The risk of hip fracture can be reduced by taking oral vitamin D supplements, but only when the vitamin is taken along with calcium supplements, according to a new study published in the Journal of Clinical Endocrinology & Metabolism.
Dr. Steven Boonene from Katholieke Universiteit Leuven, Belgium told Reuters Health that supplementation should be directed to those who are in need including elderly people age 75 or older and those who stay home all the time or institutionalized or patients with diagnosed osteoporosis or people who are on certain drugs such as steroids, which can reduce the bone mineral density.
In the study, Boonen and team compared two groups of people, one on vitamin D supplements only and the other on vitamin D plus calcium against a group who took a placebo.
The researchers found that the risk of hip fracture in the vitamin D only group was not statistically significant. However, the group took both vitamin D and calcium experienced a reduction of hip fracture risk by up to 25 percent.
Inadequate intake of calcium and vitamin D is often found in elderly people and a combo of calcium and vitamin D is needed to restore calcium balance and reduce the hip fracture risk.

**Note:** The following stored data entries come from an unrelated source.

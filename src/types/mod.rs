mod file;
mod metadata;
mod stats;
mod version;

pub use file::{FileType, FileTypeDetector, MARKDOWN_MIME, PLAIN_TEXT_MIME};
pub use metadata::{timestamp_now, File, FileMetadata, DEFAULT_ENCODING};
pub use stats::ProjectStats;
pub use version::FileVersion;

The current recommendation for intake of vitamin D is too low for most people, say some experts, who have conducted research on vitamin D for decades. The daily intake should be increased to 2000 IU from current 300 or 400 for adults.
Sunshine is the best way to get vitamin D for most people. Vitamin D supplements may not be as effective as the natural vitamin D which is bio-synthesized after the skin is exposed to sunshine. Fish liver oil is another source of vitamin D.
Vitamin D has been found to provide a range of health benefits. In addition to osteoporosis, vitamin D protect against cancer such as prostate cancer, breast cancer and colorectal cancer, autoimmune disease, and hypertension.